Poverty and soaring unemployment were behind the 2011 uprising when Tunisians overthrew longtime dictator Zine El Abidine Ben Ali.
The World Bank said Tunisians had "surprised the world with the audacity of the revolution," adding that "similar audacity is now required in the economic reforms".
"Our analysis highlights an economy that has remained frozen in low value-added activities and where firms are stagnating in terms of productivity and jobs creation," it said in a report published Wednesday.
The World Bank said it had wrongly praised Tunisia's economic model, which dates back to the 1970s, during the rule of Ben Ali and urged the government to make sweeping reforms.
It called for an end to the separation of the economy into offshore and onshore sectors, a policy that was at the heart of the Tunisian model.

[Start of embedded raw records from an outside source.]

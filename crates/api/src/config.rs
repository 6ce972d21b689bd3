use anyhow::Context;
use chrono_tz::Tz;
use bento_core::clock::{parse_timezone, DEFAULT_TIMEZONE};
use bento_engine::DEFAULT_RUN_CONCURRENCY;

use crate::auth::jwt::JwtConfig;

/// Server configuration loaded from environment variables.
///
/// All fields except the JWT secret have defaults suitable for local
/// development.
#[derive(Debug, Clone)]
pub struct ServerConfig {
    /// Bind address (default: `0.0.0.0`).
    pub host: String,
    /// Bind port (default: `3000`).
    pub port: u16,
    /// Allowed CORS origins, parsed from comma-separated `CORS_ORIGINS`.
    pub cors_origins: Vec<String>,
    /// HTTP request timeout in seconds (default: `30`).
    pub request_timeout_secs: u64,
    /// Time zone that defines "today" and order deadlines.
    pub business_timezone: Tz,
    /// Users processed concurrently by a manually triggered run.
    pub auto_order_concurrency: usize,
    pub jwt: JwtConfig,
}

impl ServerConfig {
    /// Load configuration from environment variables with defaults.
    ///
    /// | Env Var                  | Default                 |
    /// |--------------------------|-------------------------|
    /// | `HOST`                   | `0.0.0.0`               |
    /// | `PORT`                   | `3000`                  |
    /// | `CORS_ORIGINS`           | `http://localhost:5173` |
    /// | `REQUEST_TIMEOUT_SECS`   | `30`                    |
    /// | `BUSINESS_TIMEZONE`      | `Asia/Tokyo`            |
    /// | `AUTO_ORDER_CONCURRENCY` | `8`                     |
    /// | `JWT_SECRET`             | required                |
    pub fn from_env() -> anyhow::Result<Self> {
        let host = std::env::var("HOST").unwrap_or_else(|_| "0.0.0.0".into());

        let port: u16 = std::env::var("PORT")
            .unwrap_or_else(|_| "3000".into())
            .parse()
            .context("PORT must be a valid u16")?;

        let cors_origins: Vec<String> = std::env::var("CORS_ORIGINS")
            .unwrap_or_else(|_| "http://localhost:5173".into())
            .split(',')
            .map(|s| s.trim().to_string())
            .filter(|s| !s.is_empty())
            .collect();

        let request_timeout_secs: u64 = std::env::var("REQUEST_TIMEOUT_SECS")
            .unwrap_or_else(|_| "30".into())
            .parse()
            .context("REQUEST_TIMEOUT_SECS must be a valid u64")?;

        let tz_name =
            std::env::var("BUSINESS_TIMEZONE").unwrap_or_else(|_| DEFAULT_TIMEZONE.into());
        let business_timezone = parse_timezone(&tz_name)?;

        let auto_order_concurrency: usize = std::env::var("AUTO_ORDER_CONCURRENCY")
            .unwrap_or_else(|_| DEFAULT_RUN_CONCURRENCY.to_string())
            .parse()
            .context("AUTO_ORDER_CONCURRENCY must be a positive integer")?;

        let jwt = JwtConfig::from_env()?;

        Ok(Self {
            host,
            port,
            cors_origins,
            request_timeout_secs,
            business_timezone,
            auto_order_concurrency,
            jwt,
        })
    }
}
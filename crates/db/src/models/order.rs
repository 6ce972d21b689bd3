//! Order rows and request DTOs.

use chrono::NaiveDate;
use serde::{Deserialize, Serialize};
use sqlx::FromRow;
use bento_core::types::{DbId, Money, Timestamp};
use validator::Validate;

/// A row from the `orders` table.
#[derive(Debug, Clone, FromRow, Serialize)]
pub struct Order {
    pub id: DbId,
    pub user_id: DbId,
    pub menu_item_id: DbId,
    pub price_record_id: DbId,
    pub order_date: NaiveDate,
    pub quantity: i32,
    /// Price captured when the order was placed or last edited.
    pub unit_price: Money,
    pub status: String,
    pub source: String,
    pub created_at: Timestamp,
    pub updated_at: Timestamp,
}

/// Fully resolved values for an insert.
#[derive(Debug, Clone)]
pub struct NewOrder {
    pub user_id: DbId,
    pub menu_item_id: DbId,
    pub price_record_id: DbId,
    pub order_date: NaiveDate,
    pub quantity: i32,
    pub unit_price: Money,
    pub source: &'static str,
}

/// Request body for placing an order. `user_id` defaults to the caller.
#[derive(Debug, Clone, Deserialize, Validate)]
pub struct CreateOrder {
    pub user_id: Option<DbId>,
    pub menu_item_id: DbId,
    pub order_date: NaiveDate,
    #[validate(range(min = 1, max = 99))]
    pub quantity: i32,
}

/// Request body for changing an order's item or quantity.
#[derive(Debug, Clone, Deserialize, Validate)]
pub struct UpdateOrder {
    pub menu_item_id: DbId,
    #[validate(range(min = 1, max = 99))]
    pub quantity: i32,
}

/// Request body for moving an order to another user.
#[derive(Debug, Clone, Deserialize)]
pub struct ReassignOrder {
    pub new_user_id: DbId,
}

/// Filters for order listing.
#[derive(Debug, Clone, Default, Deserialize)]
pub struct OrderFilter {
    pub user_id: Option<DbId>,
    pub from: Option<NaiveDate>,
    pub to: Option<NaiveDate>,
    pub status: Option<String>,
    pub limit: Option<i64>,
    pub offset: Option<i64>,
}
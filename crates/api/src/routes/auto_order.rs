use axum::routing::get;
use axum::Router;

use crate::handlers::auto_order;
use crate::state::AppState;

/// Admin-only.
///
/// ```text
/// GET  /        run history
/// POST /        run today's batch
/// GET  /{id}    run with per-user items
/// ```
pub fn router() -> Router<AppState> {
    Router::new()
        .route("/", get(auto_order::list_runs).post(auto_order::trigger_run))
        .route("/{id}", get(auto_order::get_run))
}
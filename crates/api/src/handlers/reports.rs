use axum::extract::{Query, State};
use axum::response::IntoResponse;
use axum::Json;
use chrono::NaiveDate;
use serde::Deserialize;
use bento_core::types::DbId;
use bento_db::models::report::ReportFilter;

use crate::error::{AppError, AppResult};
use crate::middleware::auth::AuthUser;
use crate::response::DataResponse;
use crate::state::AppState;

/// Either a closing-period label or an explicit date range.
#[derive(Debug, Deserialize)]
pub struct ReportQuery {
    /// `YYYY-MM` reference month of a closing period.
    pub period: Option<String>,
    pub start_date: Option<NaiveDate>,
    pub end_date: Option<NaiveDate>,
    pub vendor_id: Option<DbId>,
    pub user_id: Option<DbId>,
}

/// GET /api/v1/reports/orders
///
/// Non-admins always get their own orders only.
pub async fn order_report(
    State(state): State<AppState>,
    auth: AuthUser,
    Query(params): Query<ReportQuery>,
) -> AppResult<impl IntoResponse> {
    let (start_date, end_date) = match (&params.period, params.start_date, params.end_date) {
        (Some(label), None, None) => {
            let period = state.engine.periods.for_label(label).await?;
            (period.start_date, period.end_date)
        }
        (None, Some(start), Some(end)) => (start, end),
        _ => {
            return Err(AppError::BadRequest(
                "Provide either period or both start_date and end_date".into(),
            ));
        }
    };

    let filter = ReportFilter {
        start_date,
        end_date,
        vendor_id: params.vendor_id,
        user_id: params.user_id,
    };
    let report = state
        .engine
        .reports
        .order_report(&auth.principal(), &filter)
        .await?;
    Ok(Json(DataResponse { data: report }))
}
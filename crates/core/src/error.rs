use crate::types::DbId;

#[derive(Debug, thiserror::Error)]
pub enum CoreError {
    #[error("Entity not found: {entity} with id {id}")]
    NotFound { entity: &'static str, id: DbId },

    #[error("Validation failed: {0}")]
    Validation(String),

    #[error("Conflict: {0}")]
    Conflict(String),

    /// The requested action is well-formed but the calendar, deadline,
    /// horizon, or price ledger does not allow it right now.
    #[error("Not available: {0}")]
    NotAvailable(String),

    #[error("Unauthorized: {0}")]
    Unauthorized(String),

    #[error("Forbidden: {0}")]
    Forbidden(String),

    #[error("Internal error: {0}")]
    Internal(String),
}
//! Daily trigger for the auto-order batch.
//!
//! - [`config::WorkerConfig`]: environment configuration.
//! - [`schedule`]: next-fire arithmetic in the business time zone.
//! - [`scheduler::AutoOrderScheduler`]: the cancellable loop around the runner.

pub mod config;
pub mod schedule;
pub mod scheduler;
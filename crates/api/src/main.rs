use std::net::SocketAddr;
use std::sync::Arc;
use std::time::Duration;

use anyhow::Context;
use bento_api::config::ServerConfig;
use bento_api::router::build_app_router;
use bento_api::state::AppState;
use bento_core::clock::BusinessClock;
use bento_engine::{Engine, EngineContext};
use bento_events::{AuditPersistence, EventBus};
use tracing_subscriber::{layer::SubscriberExt, util::SubscriberInitExt};

#[tokio::main]
async fn main() -> anyhow::Result<()> {
    dotenvy::dotenv().ok();

    tracing_subscriber::registry()
        .with(
            tracing_subscriber::EnvFilter::try_from_default_env()
                .unwrap_or_else(|_| "bento_api=debug,bento_engine=debug,tower_http=debug".into()),
        )
        .with(tracing_subscriber::fmt::layer())
        .init();

    let config = ServerConfig::from_env()?;
    let database_url = std::env::var("DATABASE_URL").context("DATABASE_URL must be set")?;

    let pool = bento_db::create_pool(&database_url)
        .await
        .context("Failed to connect to database")?;
    tracing::info!("Database connection pool created");

    bento_db::health_check(&pool)
        .await
        .context("Database health check failed")?;
    tracing::info!("Database health check passed");

    bento_db::run_migrations(&pool)
        .await
        .context("Failed to run database migrations")?;
    tracing::info!("Database migrations applied");

    let event_bus = Arc::new(EventBus::default());
    let persistence = tokio::spawn(AuditPersistence::run(pool.clone(), event_bus.subscribe()));

    let ctx = EngineContext::new(
        pool.clone(),
        BusinessClock::system(config.business_timezone),
        event_bus,
    );
    let engine = Engine::new(ctx, config.auto_order_concurrency);

    let addr = SocketAddr::new(
        config.host.parse().context("HOST must be an IP address")?,
        config.port,
    );

    let state = AppState {
        pool,
        config: Arc::new(config.clone()),
        engine,
    };
    let app = build_app_router(state, &config);

    tracing::info!(%addr, timezone = %config.business_timezone, "Starting server");
    let listener = tokio::net::TcpListener::bind(addr)
        .await
        .with_context(|| format!("Failed to bind {addr}"))?;
    axum::serve(listener, app)
        .with_graceful_shutdown(shutdown_signal())
        .await
        .context("Server error")?;

    // The router (and every bus handle it held) is gone; let the audit
    // writer drain what is left.
    if tokio::time::timeout(Duration::from_secs(5), persistence)
        .await
        .is_err()
    {
        tracing::warn!("Audit persistence did not finish within 5s");
    }
    tracing::info!("Server stopped");
    Ok(())
}

async fn shutdown_signal() {
    let ctrl_c = async {
        if let Err(e) = tokio::signal::ctrl_c().await {
            tracing::error!(error = %e, "Failed to install Ctrl+C handler");
        }
    };

    #[cfg(unix)]
    let terminate = async {
        match tokio::signal::unix::signal(tokio::signal::unix::SignalKind::terminate()) {
            Ok(mut signal) => {
                signal.recv().await;
            }
            Err(e) => tracing::error!(error = %e, "Failed to install SIGTERM handler"),
        }
    };

    #[cfg(not(unix))]
    let terminate = std::future::pending::<()>();

    tokio::select! {
        _ = ctrl_c => {},
        _ = terminate => {},
    }
    tracing::info!("Shutdown signal received");
}
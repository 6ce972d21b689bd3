//! Time-ranged price intervals for menu items.
//!
//! For one menu item, the intervals `[start_date, end_date]` (an absent end
//! date means open-ended) never overlap and at most one is open. New records
//! auto-close an older open record; anything else that would overlap is
//! rejected. Inserts and edits share the same rule: an edit is planned
//! against every record except the one being edited.

use chrono::NaiveDate;

use crate::error::CoreError;
use crate::types::{DbId, Money};

/// The date range of one stored price record.
#[derive(Debug, Clone, Copy, PartialEq, Eq)]
pub struct PriceSpan {
    pub id: DbId,
    pub start_date: NaiveDate,
    pub end_date: Option<NaiveDate>,
}

impl PriceSpan {
    pub fn contains(&self, date: NaiveDate) -> bool {
        date >= self.start_date && self.end_date.map_or(true, |end| date <= end)
    }

    pub fn is_open(&self) -> bool {
        self.end_date.is_none()
    }
}

/// True when two inclusive ranges share at least one day.
pub fn ranges_overlap(
    a_start: NaiveDate,
    a_end: Option<NaiveDate>,
    b_start: NaiveDate,
    b_end: Option<NaiveDate>,
) -> bool {
    let a_before_b = a_end.is_some_and(|end| end < b_start);
    let b_before_a = b_end.is_some_and(|end| end < a_start);
    !(a_before_b || b_before_a)
}

/// Side effect a price write must commit together with its own row.
#[derive(Debug, Clone, Copy, PartialEq, Eq, Default)]
pub struct PriceWritePlan {
    /// Open record to close, and the end date to give it.
    pub close_open: Option<(DbId, NaiveDate)>,
}

pub fn validate_price_fields(
    price: Money,
    start_date: NaiveDate,
    end_date: Option<NaiveDate>,
) -> Result<(), CoreError> {
    if price < 0 {
        return Err(CoreError::Validation(format!(
            "price must not be negative, got {price}"
        )));
    }
    if let Some(end) = end_date {
        if end < start_date {
            return Err(CoreError::Validation(format!(
                "end_date {end} is before start_date {start_date}"
            )));
        }
    }
    Ok(())
}

/// Decide how a write of `[start_date, end_date]` fits into `existing`.
///
/// `editing` excludes that record's current interval from consideration.
/// An open record starting strictly before `start_date` is closed the day
/// before; one starting on the same day would be left empty and counts as
/// an overlap instead.
pub fn plan_price_write(
    existing: &[PriceSpan],
    editing: Option<DbId>,
    start_date: NaiveDate,
    end_date: Option<NaiveDate>,
) -> Result<PriceWritePlan, CoreError> {
    let others: Vec<&PriceSpan> = existing
        .iter()
        .filter(|span| Some(span.id) != editing)
        .collect();

    let close_open = others
        .iter()
        .find(|span| span.is_open() && span.start_date < start_date)
        .and_then(|span| start_date.pred_opt().map(|end| (span.id, end)));

    for span in &others {
        if close_open.is_some_and(|(id, _)| id == span.id) {
            continue;
        }
        if ranges_overlap(span.start_date, span.end_date, start_date, end_date) {
            return Err(overlapping_price_range(span, start_date, end_date));
        }
    }

    Ok(PriceWritePlan { close_open })
}

/// Pick the record whose interval contains `date`.
pub fn resolve_span(spans: &[PriceSpan], date: NaiveDate) -> Option<&PriceSpan> {
    spans.iter().find(|span| span.contains(date))
}

pub fn overlapping_price_range(
    existing: &PriceSpan,
    start_date: NaiveDate,
    end_date: Option<NaiveDate>,
) -> CoreError {
    CoreError::Conflict(format!(
        "OverlappingPriceRange: {} – {} overlaps price record {} ({} – {})",
        start_date,
        fmt_end(end_date),
        existing.id,
        existing.start_date,
        fmt_end(existing.end_date),
    ))
}

pub fn price_not_found(menu_item_id: DbId, date: NaiveDate) -> CoreError {
    CoreError::NotAvailable(format!(
        "PriceNotFound: menu item {menu_item_id} has no price on {date}"
    ))
}

fn fmt_end(end: Option<NaiveDate>) -> String {
    end.map(|d| d.to_string()).unwrap_or_else(|| "open".into())
}
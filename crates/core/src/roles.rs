//! Well-known role name constants.
//!
//! Tokens issued by the identity provider carry one of these in `role`.

pub const ROLE_ADMIN: &str = "admin";
pub const ROLE_USER: &str = "user";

In the former, dedicated to exports, Tunisia is confined to low value-added assembly activities, while in the onshore sector, which covers activities dedicated to the domestic market, protectionism and monopolies stifled competition and hampered innovation and productivity, the Bank said.
This also led to businesses clustering along Tunisia's coast, deepening the divide with the interior.
Just 50 percent of the economy is open to competition, the World Bank said, while various administrative issues cost businesses about 13 percent of their revenues.
Jobs created are few and unskilled and fail to meet the needs of Tunisia's hundreds of thousands of unemployed graduates.
The rigidity of the country's employment law also led businesses to limit the number of people they hire, or to use indirect ways of recruitment using insecure contracts, the report said.
"The inflow into unemployment has mostly fallen on the young and educated individuals, reflecting a structural mismatch between the demand for labour tilted toward the unskilled and a growing supply of skilled labour," it said.
Businesses in Tunisia also struggle to gain the loans they need for their investments, with state-owned banks on the brink of bankruptcy.
The report said that Tunisia's economic model of manufacturing for exports and protecting the domestic market was valid in the 1970s but since then had hindered progress.
"Tunisia's inability to profoundly reform its economic system was at the root of the revolution in January 2011. There is now a real risk for Tunisia to settle back to the pre-revolution economic status quo with just marginal modifications to its development model," it said.